Exercise brief
Search each line below for the word "created" and list those that contain it.

::: Entries supplied

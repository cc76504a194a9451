//! Task - the immutable unit of dispatch.
//!
//! A Task is one (subject, provider, question) combination. It is built once by
//! the caller, handed to the scheduler by value and never mutated afterwards.

use std::time::Duration;

use serde_json::{Map, Value};

/// Default per-task timeout for a single provider call
pub const DEFAULT_TASK_TIMEOUT: Duration = Duration::from_secs(30);

/// Default attempt budget per task
pub const DEFAULT_MAX_RETRIES: u32 = 3;

/// Placeholder in question text replaced by the task subject
pub const SUBJECT_PLACEHOLDER: &str = "{subject}";

/// One probe request: ask `provider` the `question` on behalf of `subject`.
#[derive(Debug, Clone, PartialEq)]
pub struct Task {
    id: String,
    subject: String,
    provider: String,
    question: String,
    timeout: Duration,
    max_retries: u32,
    priority: Option<i32>,
    metadata: Map<String, Value>,
}

impl Task {
    /// Create a task with default timeout and retry budget.
    ///
    /// `provider` is the raw identifier as the caller knows it (an alias such as
    /// "ChatGPT", a canonical key, or `provider:model`); it is resolved at
    /// execution time.
    pub fn new(subject: impl Into<String>, provider: impl Into<String>, question: impl Into<String>) -> Self {
        Self {
            id: String::new(),
            subject: subject.into(),
            provider: provider.into(),
            question: question.into(),
            timeout: DEFAULT_TASK_TIMEOUT,
            max_retries: DEFAULT_MAX_RETRIES,
            priority: None,
            metadata: Map::new(),
        }
    }

    pub fn with_id(mut self, id: impl Into<String>) -> Self {
        self.id = id.into();
        self
    }

    pub fn with_timeout(mut self, timeout: Duration) -> Self {
        self.timeout = timeout;
        self
    }

    pub fn with_max_retries(mut self, max_retries: u32) -> Self {
        self.max_retries = max_retries;
        self
    }

    pub fn with_priority(mut self, priority: i32) -> Self {
        self.priority = Some(priority);
        self
    }

    pub fn with_metadata(mut self, key: impl Into<String>, value: Value) -> Self {
        self.metadata.insert(key.into(), value);
        self
    }

    pub fn id(&self) -> &str {
        &self.id
    }

    pub fn subject(&self) -> &str {
        &self.subject
    }

    pub fn provider(&self) -> &str {
        &self.provider
    }

    pub fn question(&self) -> &str {
        &self.question
    }

    pub fn timeout(&self) -> Duration {
        self.timeout
    }

    pub fn max_retries(&self) -> u32 {
        self.max_retries
    }

    /// Number of attempts the executor will make. Never zero.
    pub fn attempt_budget(&self) -> u32 {
        self.max_retries.max(1)
    }

    pub fn priority(&self) -> Option<i32> {
        self.priority
    }

    pub fn metadata(&self) -> &Map<String, Value> {
        &self.metadata
    }

    /// Text sent to the provider: the question with `{subject}` substituted.
    pub fn prompt(&self) -> String {
        self.question.replace(SUBJECT_PLACEHOLDER, &self.subject)
    }
}

#[cfg(test)]
mod tests {
    use super::*;
    use serde_json::json;

    #[test]
    fn test_task_defaults() {
        let task = Task::new("Acme", "chatgpt", "Who makes the best anvils?");
        assert_eq!(task.subject(), "Acme");
        assert_eq!(task.provider(), "chatgpt");
        assert_eq!(task.timeout(), DEFAULT_TASK_TIMEOUT);
        assert_eq!(task.max_retries(), DEFAULT_MAX_RETRIES);
        assert!(task.priority().is_none());
        assert!(task.metadata().is_empty());
        assert_eq!(task.id(), "");
    }

    #[test]
    fn test_task_builders() {
        let task = Task::new("Acme", "openai:gpt-4o", "q")
            .with_id("run-1-0001")
            .with_timeout(Duration::from_secs(5))
            .with_max_retries(7)
            .with_priority(3)
            .with_metadata("campaign", json!("spring"));

        assert_eq!(task.id(), "run-1-0001");
        assert_eq!(task.timeout(), Duration::from_secs(5));
        assert_eq!(task.max_retries(), 7);
        assert_eq!(task.priority(), Some(3));
        assert_eq!(task.metadata().get("campaign"), Some(&json!("spring")));
    }

    #[test]
    fn test_attempt_budget_never_zero() {
        let task = Task::new("s", "p", "q").with_max_retries(0);
        assert_eq!(task.attempt_budget(), 1);
    }

    #[test]
    fn test_prompt_substitutes_subject() {
        let task = Task::new("Acme", "claude", "Is {subject} reliable? Compare {subject} to others.");
        assert_eq!(task.prompt(), "Is Acme reliable? Compare Acme to others.");
    }

    #[test]
    fn test_prompt_without_placeholder() {
        let task = Task::new("Acme", "claude", "Best anvil brands?");
        assert_eq!(task.prompt(), "Best anvil brands?");
    }
}
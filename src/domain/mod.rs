//! Domain types for probefan
//!
//! This module contains the core value types:
//! - Task: one (subject, provider, question) unit of dispatch
//! - Outcome: the result of attempting a Task, success or classified failure
//! - ErrorKind / TaskError: failure taxonomy shared by adapters, breaker and executor
//! - Batch: a fan-out document expanded into Tasks

pub mod batch;
pub mod outcome;
pub mod task;

pub use batch::{Batch, ExpandedBatch, TaskDefaults};
pub use outcome::{Classified, ErrorKind, Outcome, TaskError};
pub use task::{DEFAULT_MAX_RETRIES, DEFAULT_TASK_TIMEOUT, Task};
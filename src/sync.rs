//! Lock helpers shared by the resilience, progress and provider modules.

use std::sync::{Mutex, MutexGuard, PoisonError, RwLock, RwLockReadGuard, RwLockWriteGuard};

/// Lock a mutex, recovering the guard if a previous holder panicked.
///
/// Every critical section in this crate is a short counter/map update that
/// leaves the data consistent, so a poisoned lock is still safe to use.
pub(crate) fn lock<T>(mutex: &Mutex<T>) -> MutexGuard<'_, T> {
    mutex.lock().unwrap_or_else(PoisonError::into_inner)
}

pub(crate) fn read<T>(lock: &RwLock<T>) -> RwLockReadGuard<'_, T> {
    lock.read().unwrap_or_else(PoisonError::into_inner)
}

pub(crate) fn write<T>(lock: &RwLock<T>) -> RwLockWriteGuard<'_, T> {
    lock.write().unwrap_or_else(PoisonError::into_inner)
}
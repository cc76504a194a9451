//! Progress aggregation for runs
//!
//! - ProgressTracker: thread-safe per-run counters fed by scheduler callbacks
//! - ProgressSnapshot: JSON-serializable view for pollers

mod tracker;

pub use tracker::{ProgressSnapshot, ProgressTracker, RECENT_ERRORS_LIMIT, RunProgress};
//! Probefan - fan probe questions out to AI-answer providers
//!
//! Probefan sends one question per (subject, provider, question) task to
//! external answer services, spacing requests per provider, tripping a circuit
//! breaker per (provider, model) and retrying transient failures with backoff.

pub mod domain;
pub mod error;
pub mod id;
pub mod progress;
pub mod provider;
pub mod resilience;
pub mod runner;
pub mod scheduler;
pub(crate) mod sync;

pub use error::{ProbeError, Result};
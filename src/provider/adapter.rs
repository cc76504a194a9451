//! Provider adapter boundary.
//!
//! Everything provider-specific (auth, payload schema, parsing) lives behind
//! [`ProviderAdapter`]. The executor only ever sees a [`ProviderResponse`].

use std::time::Duration;

use async_trait::async_trait;

use crate::domain::{ErrorKind, TaskError};

/// Capability to send one prompt to one provider.
#[async_trait]
pub trait ProviderAdapter: Send + Sync {
    /// Send `prompt` to `model`, giving up after `timeout`.
    ///
    /// Adapters never return Rust errors: failures are reported in the response
    /// with an [`ErrorKind`] so the executor can decide whether to retry.
    async fn send(&self, model: &str, prompt: &str, timeout: Duration) -> ProviderResponse;
}

/// Uniform reply shape for every provider.
#[derive(Debug, Clone, PartialEq)]
pub struct ProviderResponse {
    pub success: bool,
    pub content: Option<String>,
    pub error_message: Option<String>,
    pub error_kind: Option<ErrorKind>,
    pub latency: Duration,
    /// Throttling hint (e.g. a `retry-after` header)
    pub retry_after: Option<Duration>,
}

impl ProviderResponse {
    pub fn ok(content: impl Into<String>, latency: Duration) -> Self {
        Self {
            success: true,
            content: Some(content.into()),
            error_message: None,
            error_kind: None,
            latency,
            retry_after: None,
        }
    }

    pub fn err(kind: ErrorKind, message: impl Into<String>, latency: Duration) -> Self {
        Self {
            success: false,
            content: None,
            error_message: Some(message.into()),
            error_kind: Some(kind),
            latency,
            retry_after: None,
        }
    }

    pub fn with_retry_after(mut self, retry_after: Duration) -> Self {
        self.retry_after = Some(retry_after);
        self
    }

    /// Collapse into the content or a classified error.
    ///
    /// A success without content yields an empty answer; a failure without a
    /// kind is classified `Other`.
    pub fn into_result(self) -> Result<String, TaskError> {
        if self.success {
            return Ok(self.content.unwrap_or_default());
        }
        let kind = self.error_kind.unwrap_or(ErrorKind::Other);
        let message = self.error_message.unwrap_or_else(|| format!("provider call failed ({})", kind));
        Err(TaskError::new(kind, message))
    }
}

/// Adapter that answers every prompt with a canned echo. Used for dry runs.
#[derive(Debug, Clone, Default)]
pub struct EchoAdapter;

#[async_trait]
impl ProviderAdapter for EchoAdapter {
    async fn send(&self, model: &str, prompt: &str, _timeout: Duration) -> ProviderResponse {
        ProviderResponse::ok(format!("[{}] {}", model, prompt), Duration::ZERO)
    }
}
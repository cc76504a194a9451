//! Circuit breaker keyed per (provider, model).
//!
//! States:
//! - Closed: calls pass through; consecutive counted failures are tallied
//! - Open: calls are rejected with a synthetic breaker-open error until
//!   `recovery_timeout` has passed since the last failure
//! - HalfOpen: up to `half_open_max_calls` trial calls probe recovery
//!
//! The lock is held only for the admission check and the result update, never
//! across the wrapped call.

use std::collections::HashMap;
use std::fmt;
use std::future::Future;
use std::sync::{Arc, Mutex};
use std::time::Duration;

use serde::{Deserialize, Serialize};
use tokio::time::Instant;

use crate::domain::{Classified, ErrorKind};
use crate::sync::lock;

/// Predicate deciding whether a failure kind counts toward the threshold.
pub type FailurePredicate = Arc<dyn Fn(ErrorKind) -> bool + Send + Sync>;

/// Breaker configuration.
#[derive(Debug, Clone, PartialEq, Eq, Serialize, Deserialize)]
#[serde(default)]
pub struct BreakerConfig {
    /// Consecutive counted failures that open the breaker
    pub failure_threshold: u32,
    /// Time after the last failure before trial calls are admitted
    pub recovery_timeout_ms: u64,
    /// Trial calls admitted while half-open
    pub half_open_max_calls: u32,
    /// Failure kinds that count toward the threshold
    pub trip_on: Vec<ErrorKind>,
}

impl Default for BreakerConfig {
    fn default() -> Self {
        Self {
            failure_threshold: 5,
            recovery_timeout_ms: 30_000,
            half_open_max_calls: 1,
            trip_on: vec![ErrorKind::Timeout, ErrorKind::Connection, ErrorKind::Transport],
        }
    }
}

impl BreakerConfig {
    pub fn new(failure_threshold: u32, recovery_timeout: Duration, half_open_max_calls: u32) -> Self {
        Self {
            failure_threshold,
            recovery_timeout_ms: recovery_timeout.as_millis() as u64,
            half_open_max_calls,
            ..Self::default()
        }
    }

    pub fn recovery_timeout(&self) -> Duration {
        Duration::from_millis(self.recovery_timeout_ms)
    }

    fn predicate(&self) -> FailurePredicate {
        let kinds = self.trip_on.clone();
        Arc::new(move |kind| kinds.contains(&kind))
    }
}

/// Breaker operating mode.
#[derive(Debug, Clone, Copy, PartialEq, Eq, Serialize, Deserialize)]
#[serde(rename_all = "snake_case")]
pub enum BreakerState {
    Closed,
    Open,
    HalfOpen,
}

impl fmt::Display for BreakerState {
    fn fmt(&self, f: &mut fmt::Formatter<'_>) -> fmt::Result {
        let s = match self {
            BreakerState::Closed => "closed",
            BreakerState::Open => "open",
            BreakerState::HalfOpen => "half_open",
        };
        f.write_str(s)
    }
}

/// Identity of one breaker.
#[derive(Debug, Clone, PartialEq, Eq, Hash, PartialOrd, Ord)]
pub struct BreakerKey {
    pub provider: String,
    pub model: String,
}

impl BreakerKey {
    pub fn new(provider: impl Into<String>, model: impl Into<String>) -> Self {
        Self {
            provider: provider.into(),
            model: model.into(),
        }
    }
}

impl fmt::Display for BreakerKey {
    fn fmt(&self, f: &mut fmt::Formatter<'_>) -> fmt::Result {
        write!(f, "{}:{}", self.provider, self.model)
    }
}

/// Error returned by [`CircuitBreaker::call`].
#[derive(Debug, Clone, PartialEq, Eq)]
pub enum BreakerError<E> {
    /// Rejected without running the operation
    Open { key: BreakerKey },
    /// The operation ran and failed
    Inner(E),
}

impl<E: fmt::Display> fmt::Display for BreakerError<E> {
    fn fmt(&self, f: &mut fmt::Formatter<'_>) -> fmt::Result {
        match self {
            BreakerError::Open { key } => write!(f, "circuit breaker open for {}", key),
            BreakerError::Inner(e) => e.fmt(f),
        }
    }
}

impl<E: fmt::Debug + fmt::Display> std::error::Error for BreakerError<E> {}

impl<E: Classified> Classified for BreakerError<E> {
    fn kind(&self) -> ErrorKind {
        match self {
            BreakerError::Open { .. } => ErrorKind::BreakerOpen,
            BreakerError::Inner(e) => e.kind(),
        }
    }
}

/// Serializable view of a breaker.
#[derive(Debug, Clone, PartialEq, Eq, Serialize, Deserialize)]
pub struct BreakerSnapshot {
    pub key: String,
    pub state: BreakerState,
    pub failure_count: u32,
    pub last_failure_age_ms: Option<u64>,
    pub half_open_calls: u32,
}

#[derive(Debug)]
struct BreakerInner {
    state: BreakerState,
    failure_count: u32,
    last_failure: Option<Instant>,
    /// Trial calls admitted in the current half-open window
    half_open_calls: u32,
    /// Trial calls that finished without a verdict
    half_open_settled: u32,
    /// Bumped on every state transition so stale trial results are ignored
    generation: u64,
}

impl BreakerInner {
    fn new() -> Self {
        Self {
            state: BreakerState::Closed,
            failure_count: 0,
            last_failure: None,
            half_open_calls: 0,
            half_open_settled: 0,
            generation: 0,
        }
    }

    fn transition(&mut self, state: BreakerState) {
        self.state = state;
        self.generation += 1;
        self.half_open_calls = 0;
        self.half_open_settled = 0;
    }
}

/// Admission ticket for one call.
///
/// Dropping a permit without recording a result (e.g. the call future was
/// aborted) settles it as a neutral completion.
pub struct BreakerPermit<'a> {
    breaker: &'a CircuitBreaker,
    trial: bool,
    generation: u64,
    settled: bool,
}

impl BreakerPermit<'_> {
    pub fn is_trial(&self) -> bool {
        self.trial
    }

    pub fn succeed(mut self) {
        self.settled = true;
        self.breaker.on_success(self.trial, self.generation);
    }

    /// Record a failure; `counted` says whether it counts toward the threshold.
    pub fn fail(mut self, counted: bool) {
        self.settled = true;
        if counted {
            self.breaker.on_failure(self.trial, self.generation);
        } else {
            self.breaker.on_neutral(self.trial, self.generation);
        }
    }
}

impl Drop for BreakerPermit<'_> {
    fn drop(&mut self) {
        if !self.settled {
            self.breaker.on_neutral(self.trial, self.generation);
        }
    }
}

/// Circuit breaker for one (provider, model) pair.
pub struct CircuitBreaker {
    key: BreakerKey,
    config: BreakerConfig,
    predicate: FailurePredicate,
    inner: Mutex<BreakerInner>,
}

impl CircuitBreaker {
    pub fn new(key: BreakerKey, config: BreakerConfig) -> Self {
        let predicate = config.predicate();
        Self {
            key,
            config,
            predicate,
            inner: Mutex::new(BreakerInner::new()),
        }
    }

    /// Replace the failure-classification predicate.
    pub fn with_predicate(mut self, predicate: FailurePredicate) -> Self {
        self.predicate = predicate;
        self
    }

    pub fn key(&self) -> &BreakerKey {
        &self.key
    }

    pub fn config(&self) -> &BreakerConfig {
        &self.config
    }

    /// Current mode, without applying the lazy Open -> HalfOpen check.
    pub fn state(&self) -> BreakerState {
        lock(&self.inner).state
    }

    pub fn failure_count(&self) -> u32 {
        lock(&self.inner).failure_count
    }

    /// Whether `kind` counts toward the failure threshold.
    pub fn counts(&self, kind: ErrorKind) -> bool {
        (self.predicate)(kind)
    }

    /// Run `op` through the breaker.
    ///
    /// Rejected calls return [`BreakerError::Open`] without running `op`.
    /// Failures whose kind the predicate does not count pass through without
    /// affecting the failure tally.
    pub async fn call<T, E, F, Fut>(&self, op: F) -> Result<T, BreakerError<E>>
    where
        F: FnOnce() -> Fut,
        Fut: Future<Output = Result<T, E>>,
        E: Classified,
    {
        let Some(permit) = self.try_acquire() else {
            return Err(BreakerError::Open { key: self.key.clone() });
        };

        match op().await {
            Ok(value) => {
                permit.succeed();
                Ok(value)
            }
            Err(e) => {
                permit.fail(self.counts(e.kind()));
                Err(BreakerError::Inner(e))
            }
        }
    }

    /// Ask for admission. `None` means the breaker is open.
    pub fn try_acquire(&self) -> Option<BreakerPermit<'_>> {
        let mut inner = lock(&self.inner);

        if inner.state == BreakerState::Open {
            let recovered = inner
                .last_failure
                .map(|at| at.elapsed() >= self.config.recovery_timeout())
                .unwrap_or(true);
            if !recovered {
                return None;
            }
            inner.transition(BreakerState::HalfOpen);
            inner.failure_count = 0;
            tracing::info!(breaker = %self.key, "Circuit breaker entering half-open state");
        }

        match inner.state {
            BreakerState::Closed => Some(BreakerPermit {
                breaker: self,
                trial: false,
                generation: inner.generation,
                settled: false,
            }),
            BreakerState::HalfOpen => {
                if inner.half_open_calls >= self.config.half_open_max_calls.max(1) {
                    return None;
                }
                inner.half_open_calls += 1;
                Some(BreakerPermit {
                    breaker: self,
                    trial: true,
                    generation: inner.generation,
                    settled: false,
                })
            }
            BreakerState::Open => None,
        }
    }

    /// Force the breaker back to Closed with a clean tally.
    pub fn reset(&self) {
        let mut inner = lock(&self.inner);
        inner.transition(BreakerState::Closed);
        inner.failure_count = 0;
        inner.last_failure = None;
    }

    pub fn snapshot(&self) -> BreakerSnapshot {
        let inner = lock(&self.inner);
        BreakerSnapshot {
            key: self.key.to_string(),
            state: inner.state,
            failure_count: inner.failure_count,
            last_failure_age_ms: inner.last_failure.map(|at| at.elapsed().as_millis() as u64),
            half_open_calls: inner.half_open_calls,
        }
    }

    fn on_success(&self, trial: bool, generation: u64) {
        let mut inner = lock(&self.inner);
        match inner.state {
            BreakerState::Closed if generation == inner.generation => inner.failure_count = 0,
            BreakerState::HalfOpen if trial && generation == inner.generation => {
                inner.transition(BreakerState::Closed);
                inner.failure_count = 0;
                tracing::info!(breaker = %self.key, "Circuit breaker closed after successful trial call");
            }
            _ => {}
        }
    }

    fn on_failure(&self, trial: bool, generation: u64) {
        let mut inner = lock(&self.inner);
        match inner.state {
            // Permits from before the last transition belong to an earlier window
            BreakerState::Closed if generation == inner.generation => {
                inner.failure_count += 1;
                inner.last_failure = Some(Instant::now());
                if inner.failure_count >= self.config.failure_threshold.max(1) {
                    self.open(&mut inner, "failure threshold reached");
                }
            }
            BreakerState::HalfOpen if trial && generation == inner.generation => {
                inner.last_failure = Some(Instant::now());
                self.open(&mut inner, "trial call failed");
            }
            _ => {}
        }
    }

    fn on_neutral(&self, trial: bool, generation: u64) {
        let mut inner = lock(&self.inner);
        if inner.state == BreakerState::HalfOpen && trial && generation == inner.generation {
            inner.half_open_settled += 1;
            if inner.half_open_settled >= self.config.half_open_max_calls.max(1) {
                inner.last_failure = Some(Instant::now());
                self.open(&mut inner, "trial budget exhausted without success");
            }
        }
    }

    fn open(&self, inner: &mut BreakerInner, reason: &str) {
        inner.transition(BreakerState::Open);
        tracing::warn!(
            breaker = %self.key,
            failures = inner.failure_count,
            reason = reason,
            "Circuit breaker opened"
        );
    }
}

impl fmt::Debug for CircuitBreaker {
    fn fmt(&self, f: &mut fmt::Formatter<'_>) -> fmt::Result {
        f.debug_struct("CircuitBreaker")
            .field("key", &self.key)
            .field("config", &self.config)
            .field("inner", &*lock(&self.inner))
            .finish()
    }
}

/// Lazily-populated set of breakers, one per (provider, model).
pub struct BreakerRegistry {
    config: BreakerConfig,
    predicate: Option<FailurePredicate>,
    breakers: Mutex<HashMap<BreakerKey, Arc<CircuitBreaker>>>,
}

impl BreakerRegistry {
    pub fn new(config: BreakerConfig) -> Self {
        Self {
            config,
            predicate: None,
            breakers: Mutex::new(HashMap::new()),
        }
    }

    /// Use `predicate` for every breaker created from now on.
    pub fn with_predicate(mut self, predicate: FailurePredicate) -> Self {
        self.predicate = Some(predicate);
        self
    }

    pub fn config(&self) -> &BreakerConfig {
        &self.config
    }

    /// Breaker for `key`, created on first use.
    pub fn get(&self, key: &BreakerKey) -> Arc<CircuitBreaker> {
        let mut breakers = lock(&self.breakers);
        if let Some(breaker) = breakers.get(key) {
            return breaker.clone();
        }
        let mut breaker = CircuitBreaker::new(key.clone(), self.config.clone());
        if let Some(predicate) = &self.predicate {
            breaker = breaker.with_predicate(predicate.clone());
        }
        let breaker = Arc::new(breaker);
        breakers.insert(key.clone(), breaker.clone());
        breaker
    }

    /// Reset one breaker. Returns false if it was never created.
    pub fn reset(&self, key: &BreakerKey) -> bool {
        match lock(&self.breakers).get(key) {
            Some(breaker) => {
                breaker.reset();
                true
            }
            None => false,
        }
    }

    /// Drop every breaker; the next call starts from a fresh Closed state.
    pub fn reset_all(&self) {
        lock(&self.breakers).clear();
    }

    pub fn len(&self) -> usize {
        lock(&self.breakers).len()
    }

    pub fn is_empty(&self) -> bool {
        self.len() == 0
    }

    /// Snapshots of every breaker, sorted by key.
    pub fn snapshots(&self) -> Vec<BreakerSnapshot> {
        let breakers: Vec<Arc<CircuitBreaker>> = lock(&self.breakers).values().cloned().collect();
        let mut snapshots: Vec<BreakerSnapshot> = breakers.iter().map(|b| b.snapshot()).collect();
        snapshots.sort_by(|a, b| a.key.cmp(&b.key));
        snapshots
    }
}

impl Default for BreakerRegistry {
    fn default() -> Self {
        Self::new(BreakerConfig::default())
    }
}
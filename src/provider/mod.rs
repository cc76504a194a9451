//! Provider layer - the boundary to external AI-answer services
//!
//! This module provides:
//! - ProviderAdapter trait and the uniform ProviderResponse shape
//! - ProviderCatalog for alias / display-name normalization
//! - ProviderRegistry mapping canonical providers to adapters
//! - OpenAiCompatAdapter for `/chat/completions` style endpoints
//! - EchoAdapter and ScriptedAdapter for dry runs and tests

pub mod adapter;
pub mod catalog;
pub mod mock;
pub mod openai;
pub mod registry;

pub use adapter::{EchoAdapter, ProviderAdapter, ProviderResponse};
pub use catalog::{ProviderCatalog, ResolvedProvider, normalize};
pub use mock::{RecordedCall, ScriptedAdapter};
pub use openai::{EndpointConfig, OpenAiCompatAdapter};
pub use registry::ProviderRegistry;
//! Scheduler module for batch execution.
//!
//! This module provides:
//! - **Strategy**: sequential (input order) or concurrent (bounded worker pool)
//! - **Scheduler**: runs a task list through the executor, invoking a callback
//!   exactly once per task, honoring cancellation and an optional run deadline
//! - **RunSummary**: completed / failed / cancelled counts and wall time
//!
//! # Example
//!
//! ```ignore
//! use probefan::scheduler::{Scheduler, SchedulerConfig};
//!
//! let scheduler = Scheduler::new(executor, SchedulerConfig::concurrent(8));
//! let summary = scheduler.run(tasks, |task, outcome| tracker.record(&run_id, outcome)).await;
//! ```

mod manager;
mod strategy;
mod summary;

pub use manager::{Scheduler, dispatch_order};
pub use strategy::{SchedulerConfig, Strategy};
pub use summary::RunSummary;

::::::

Solution to this task
    /// Use `predicate` for every breaker created from now on.
    /// Breaker for `key`, created on first use.
    /// Reset one breaker. Returns false if it was never created.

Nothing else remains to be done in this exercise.